Physical Therapy and Sports Injury
Sports injuries have laid off many athletes for seasons, games, and worse, careers.
Injuries are actually pretty common while participating in competitions, organized sports, fitness activities, or training exercises.
Poor training methods, lack of conditioning, and inadequate warm-up are a few of the causes of sports-related injuries.
Coping with these kinds of injuries often calls for physical rehabilitation. Physical therapy helps people regain strength and movement in parts of their body after an injury. Physical therapy can also help someone manage pain and prevent permanent damage and recurring problems.
Each sport carries its own risk of injury for its players.
Physical therapists are trained to help patients recuperate following an injury. As part of physical therapy, they can teach stretches, exercises, and techniques using specialized equipment to solve problems.
Common Sports Injuries
As per the National Institutes of Health, the most common sports injuries include knee injuries, sprains, shin splints, strains, swollen muscles, fractures, and dislocations.
These injuries should be appropriately addressed in order to keep the athlete safe. It is useful to examine the biomechanics of an athlete participating in a particular sport, therapists say.
Sports Injuries and Physical Therapy
Physical therapists need to identify and understand the injured structure and the extent of the injury before planning on treating it.
The rehabilitation of an injured player should carefully and meticulously be evaluated regularly. Injuries are time-dependent, meaning that the normal healing process of the body follows a pattern of the acute phase, subacute phase, and chronic phase.
The acute phase involves the R.I.C.E. (Rest-Ice-Compression-Elevation) notion, which lets healing take place and controls inflammation.

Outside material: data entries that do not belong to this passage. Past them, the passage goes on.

//! Channel naming scheme and subscription authorization
//!
//! Channel names are the only addressing and authorization boundary of the
//! transport, so the scheme is fixed: `chat-{roomId}`, `user-{userId}`,
//! `company-{companyId}`.

use crate::core::{AppError, AppState};
use crate::entities::User;
use tracing::{debug, instrument, warn};

pub fn room_channel(room_id: &str) -> String {
    format!("chat-{room_id}")
}

pub fn user_channel(user_id: &str) -> String {
    format!("user-{user_id}")
}

pub fn company_channel(company_id: &str) -> String {
    format!("company-{company_id}")
}

/// A channel name parsed into its addressing class.
#[derive(Debug, Clone, PartialEq)]
pub enum Channel {
    Room(String),
    User(String),
    Company(String),
}

impl Channel {
    /// Parses a raw channel name. Unknown prefixes yield `None` and are
    /// treated as unauthorized by the subscribe path.
    pub fn parse(name: &str) -> Option<Self> {
        if let Some(room_id) = name.strip_prefix("chat-") {
            (!room_id.is_empty()).then(|| Channel::Room(room_id.to_string()))
        } else if let Some(user_id) = name.strip_prefix("user-") {
            (!user_id.is_empty()).then(|| Channel::User(user_id.to_string()))
        } else if let Some(company_id) = name.strip_prefix("company-") {
            (!company_id.is_empty()).then(|| Channel::Company(company_id.to_string()))
        } else {
            None
        }
    }
}

/// Validates that `user` may subscribe to `channel_name`: their own user
/// channel, their own company channel, or a room they participate in.
#[instrument(skip(state, user), fields(user_id = %user.user_id, channel = %channel_name))]
pub async fn authorize_subscription(
    state: &AppState,
    user: &User,
    channel_name: &str,
) -> Result<(), AppError> {
    let channel = Channel::parse(channel_name).ok_or_else(|| {
        warn!("Unrecognized channel name");
        AppError::forbidden("Unrecognized channel name")
    })?;

    match channel {
        Channel::User(user_id) => {
            if user_id != user.user_id {
                warn!("Attempted subscription to another user's channel");
                return Err(AppError::forbidden("Not your user channel"));
            }
        }
        Channel::Company(company_id) => {
            if user.company_id.as_deref() != Some(company_id.as_str()) {
                warn!("Attempted subscription to another company's channel");
                return Err(AppError::forbidden("Not your company channel"));
            }
        }
        Channel::Room(room_id) => {
            let is_member = state
                .participant
                .is_member(&user.user_id, &room_id)
                .await?;
            if !is_member {
                warn!("Attempted subscription to a room the user is not in");
                return Err(AppError::forbidden("You are not a member of this room"));
            }
        }
    }

    debug!("Subscription authorized");
    Ok(())
}
//! Optimistic reconciliation engine
//!
//! Makes the sender's own UI feel instantaneous: a placeholder message is
//! shown the moment the user hits send, then reconciled with the confirmed
//! message when the new-message event echoes back, or rolled back if the
//! send request fails.
//!
//! Matching order on confirmation: message id (duplicate deliveries),
//! then correlation id (`client_ref`), then the temp-id + identical-content
//! heuristic for sends without a correlation id. The correlation id is
//! what disambiguates two in-flight sends of the same text.

use crate::dtos::{MessageDTO, UserDTO};
use chrono::Utc;
use uuid::Uuid;

/// Prefix of placeholder ids; nothing persisted ever carries it.
pub const TEMP_ID_PREFIX: &str = "temp-";

/// Error returned when a second send is started while one is in flight.
#[derive(Debug, PartialEq)]
pub struct SendInFlight;

/// The local message list of one room, with optimistic-send bookkeeping.
pub struct OptimisticTimeline {
    messages: Vec<MessageDTO>,
    /// Pre-send copy of the list, kept only while a send is in flight so a
    /// failed request can roll back.
    snapshot: Option<Vec<MessageDTO>>,
}

impl OptimisticTimeline {
    /// Starts from a fetched history page (oldest first).
    pub fn new(history: Vec<MessageDTO>) -> Self {
        Self {
            messages: history,
            snapshot: None,
        }
    }

    /// Builds the transient placeholder for an outgoing message. The
    /// `client_ref` is echoed back by the server in the confirmed event.
    pub fn placeholder_for(room_id: &str, sender: &UserDTO, content: &str) -> MessageDTO {
        let now = Utc::now();
        MessageDTO {
            id: format!("{TEMP_ID_PREFIX}{}", Uuid::now_v7()),
            room_id: room_id.to_string(),
            sender_id: sender.id.clone(),
            content: content.to_string(),
            message_type: crate::entities::MessageKind::Text,
            created_at: now,
            updated_at: now,
            sender: sender.clone(),
            client_ref: Some(Uuid::now_v7().to_string()),
        }
    }

    /// Inserts the placeholder at the tail and snapshots the list for
    /// rollback. At most one send may be in flight per room.
    ///
    /// If the confirmation already arrived (the event can beat the local
    /// insert), the placeholder is dropped instead of inserted, guarded by
    /// correlation id first and the content heuristic second.
    pub fn begin_send(&mut self, placeholder: MessageDTO) -> Result<(), SendInFlight> {
        if self.snapshot.is_some() {
            return Err(SendInFlight);
        }

        if self.already_confirmed(&placeholder) {
            return Ok(());
        }

        self.snapshot = Some(self.messages.clone());
        self.messages.push(placeholder);
        Ok(())
    }

    /// Handles the confirmed message from the new-message event (including
    /// the echo to the sender). Exactly-once by construction: a message id
    /// already present is a duplicate delivery and is ignored.
    pub fn confirm(&mut self, confirmed: MessageDTO) {
        if self.messages.iter().any(|m| m.id == confirmed.id) {
            return;
        }

        match self.matching_placeholder(&confirmed) {
            Some(position) => {
                // Replace in place, preserving the position the
                // placeholder held.
                self.messages[position] = confirmed;
                self.snapshot = None;
            }
            None => {
                // No placeholder (another sender, or the event won the
                // race): append in arrival order.
                self.messages.push(confirmed);
            }
        }
    }

    /// Rolls the list back to its pre-send state after a failed request.
    pub fn rollback(&mut self) {
        if let Some(snapshot) = self.snapshot.take() {
            self.messages = snapshot;
        }
    }

    /// True while a send awaits confirmation or rollback.
    pub fn send_in_flight(&self) -> bool {
        self.snapshot.is_some()
    }

    pub fn messages(&self) -> &[MessageDTO] {
        &self.messages
    }

    fn matching_placeholder(&self, confirmed: &MessageDTO) -> Option<usize> {
        self.messages.iter().position(|m| {
            if !m.id.starts_with(TEMP_ID_PREFIX) {
                return false;
            }
            match (&m.client_ref, &confirmed.client_ref) {
                (Some(ours), Some(theirs)) => ours == theirs,
                // Legacy heuristic for sends without a correlation id.
                _ => m.content == confirmed.content && m.sender_id == confirmed.sender_id,
            }
        })
    }

    /// Whether a confirmed message matching this placeholder is already in
    /// the list (the event arrived before the placeholder insert).
    fn already_confirmed(&self, placeholder: &MessageDTO) -> bool {
        self.messages.iter().any(|m| {
            if m.id.starts_with(TEMP_ID_PREFIX) {
                return false;
            }
            match (&placeholder.client_ref, &m.client_ref) {
                (Some(ours), Some(theirs)) => ours == theirs,
                _ => m.content == placeholder.content && m.sender_id == placeholder.sender_id,
            }
        })
    }
}

#[cfg(test)]
mod tests {
    use super::*;
    use crate::entities::MessageKind;

    fn sender() -> UserDTO {
        UserDTO {
            id: "u1".to_string(),
            name: "Alice".to_string(),
            email: "alice@example.com".to_string(),
            image: None,
            role: "EMPLOYEE".to_string(),
        }
    }

    fn confirmed_from(placeholder: &MessageDTO, id: &str) -> MessageDTO {
        MessageDTO {
            id: id.to_string(),
            client_ref: placeholder.client_ref.clone(),
            ..placeholder.clone()
        }
    }

    fn foreign_message(id: &str, content: &str) -> MessageDTO {
        MessageDTO {
            id: id.to_string(),
            room_id: "r1".to_string(),
            sender_id: "u2".to_string(),
            content: content.to_string(),
            message_type: MessageKind::Text,
            created_at: Utc::now(),
            updated_at: Utc::now(),
            sender: UserDTO {
                id: "u2".to_string(),
                name: "Bob".to_string(),
                email: "bob@example.com".to_string(),
                image: None,
                role: "EMPLOYEE".to_string(),
            },
            client_ref: None,
        }
    }

    #[test]
    fn send_round_trip_yields_exactly_one_message() {
        let mut timeline = OptimisticTimeline::new(vec![]);
        let placeholder = OptimisticTimeline::placeholder_for("r1", &sender(), "hi");

        timeline.begin_send(placeholder.clone()).unwrap();
        assert_eq!(timeline.messages().len(), 1);
        assert!(timeline.send_in_flight());

        timeline.confirm(confirmed_from(&placeholder, "m1"));

        let with_content: Vec<_> = timeline
            .messages()
            .iter()
            .filter(|m| m.content == "hi")
            .collect();
        assert_eq!(with_content.len(), 1, "never two, never zero");
        assert_eq!(with_content[0].id, "m1");
        assert!(!timeline.send_in_flight());
    }

    #[test]
    fn confirmation_preserves_placeholder_position() {
        let mut timeline = OptimisticTimeline::new(vec![foreign_message("m0", "earlier")]);
        let placeholder = OptimisticTimeline::placeholder_for("r1", &sender(), "mine");
        timeline.begin_send(placeholder.clone()).unwrap();

        // A foreign message lands while ours is in flight.
        timeline.confirm(foreign_message("m1", "interleaved"));
        timeline.confirm(confirmed_from(&placeholder, "m2"));

        let ids: Vec<&str> = timeline.messages().iter().map(|m| m.id.as_str()).collect();
        assert_eq!(ids, vec!["m0", "m2", "m1"]);
    }

    #[test]
    fn duplicate_confirmation_is_ignored() {
        let mut timeline = OptimisticTimeline::new(vec![]);
        let placeholder = OptimisticTimeline::placeholder_for("r1", &sender(), "hi");
        timeline.begin_send(placeholder.clone()).unwrap();

        timeline.confirm(confirmed_from(&placeholder, "m1"));
        timeline.confirm(confirmed_from(&placeholder, "m1"));

        assert_eq!(timeline.messages().len(), 1);
    }

    #[test]
    fn identical_content_twice_disambiguated_by_client_ref() {
        let mut timeline = OptimisticTimeline::new(vec![]);

        let first = OptimisticTimeline::placeholder_for("r1", &sender(), "same text");
        timeline.begin_send(first.clone()).unwrap();
        timeline.confirm(confirmed_from(&first, "m1"));

        let second = OptimisticTimeline::placeholder_for("r1", &sender(), "same text");
        timeline.begin_send(second.clone()).unwrap();
        timeline.confirm(confirmed_from(&second, "m2"));

        let ids: Vec<&str> = timeline.messages().iter().map(|m| m.id.as_str()).collect();
        assert_eq!(ids, vec!["m1", "m2"]);
    }

    #[test]
    fn rollback_restores_pre_send_list() {
        let mut timeline = OptimisticTimeline::new(vec![foreign_message("m0", "hello")]);
        let placeholder = OptimisticTimeline::placeholder_for("r1", &sender(), "doomed");
        timeline.begin_send(placeholder).unwrap();
        assert_eq!(timeline.messages().len(), 2);

        timeline.rollback();

        assert_eq!(timeline.messages().len(), 1);
        assert_eq!(timeline.messages()[0].id, "m0");
        assert!(!timeline.send_in_flight());
    }

    #[test]
    fn second_send_while_in_flight_is_rejected() {
        let mut timeline = OptimisticTimeline::new(vec![]);
        let first = OptimisticTimeline::placeholder_for("r1", &sender(), "one");
        let second = OptimisticTimeline::placeholder_for("r1", &sender(), "two");

        timeline.begin_send(first).unwrap();
        assert_eq!(timeline.begin_send(second), Err(SendInFlight));
    }

    #[test]
    fn confirmation_racing_ahead_of_placeholder_does_not_duplicate() {
        let mut timeline = OptimisticTimeline::new(vec![]);
        let placeholder = OptimisticTimeline::placeholder_for("r1", &sender(), "fast");

        // The event beat the local insert.
        timeline.confirm(confirmed_from(&placeholder, "m1"));
        timeline.begin_send(placeholder).unwrap();

        assert_eq!(timeline.messages().len(), 1);
        assert_eq!(timeline.messages()[0].id, "m1");
    }

    #[test]
    fn foreign_messages_append_in_arrival_order() {
        let mut timeline = OptimisticTimeline::new(vec![]);
        timeline.confirm(foreign_message("m1", "a"));
        timeline.confirm(foreign_message("m2", "b"));

        let ids: Vec<&str> = timeline.messages().iter().map(|m| m.id.as_str()).collect();
        assert_eq!(ids, vec!["m1", "m2"]);
    }
}
//! WebSocket client frames
//!
//! Tagged union, serialized by serde as:
//! `{ "type": "Subscribe", "data": { "channel": "chat-..." } }`

use serde::{Deserialize, Serialize};

/// Frames a connected client may send over the socket.
#[derive(Serialize, Deserialize, Debug, Clone)]
#[serde(tag = "type", content = "data")]
pub enum ClientFrame {
    Subscribe { channel: String },
    Unsubscribe { channel: String },
}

The subacute phase is a control motion phase. The chronic phase is also a return to function phase in which the athlete gradually returns to pre-injury workout schedules.
What are the common ways that athletes get hurt?Depending on the kind of sports athletes participate in, they may be at risk for one or more of these kinds of injuries:
- Ankle injuries — Just about any athlete who runs a lot is at risk for an ankle injury. If the athlete rolls his ankle or if he twists it, he can strain or tear its connective tissue.
- Pulled muscles — Overusing the muscles, especially muscles that are tired after a long period of workout and performance can cause them to stretch or tear. This is prevalent in different areas of the legs because of constant running, jumping and switching back and forth that almost all kinds of sports require.
- Shin splints — Running for long hours can cause the muscles and connective tissue around your shin to get inflamed.
- Knee injuries — A sharp twisting of the knee or bending of it in the wrong way can cause a sprain to the ligaments in your knee.
- Tennis elbow — Known officially as tendinitis, tennis elbow happens when the muscles and connective tissues around your elbow become inflamed from overuse.
- Hip Flexor Strain — The hip flexors are muscles located on the upper-front side of your thigh. The major functions of the hip flexor muscles are to lift the knee toward your trunk, as well as help in moving your leg toward and away from the other leg. Hip flexors can be weak in people who sit a great deal at work or can become weak and stiff in individuals who have bad sitting posture. Sports injuries to these muscles can be caused by sprinting, running inclines and activities with sharp turns and sudden starts.
In addition to injuries to joints, muscles, and bones, concussions are also a hot topic in sports nowadays. A concussion is a traumatic head injury that may result in bad headaches, a changed level of alertness, or even unconsciousness. It may result when a moving object hits the head or the head hits an object.
Concussions are one of the most difficult-to-manage injuries in sports today, and physical therapy is an integral part of the multidisciplinary approach to the diagnosis and treatment of these injuries.
Prevention of Sports Injuries
Athletes and sports enthusiasts can prevent some sports injuries with proper warm-up and stretching and by working with a sports physical therapist.
Athletic trainers, physicians, and physical therapists continue to gain more knowledge in physical therapy and preventing and diagnosing sports injuries. Although some procedures would remain the standards of care, the means to address the injuries could definitely change.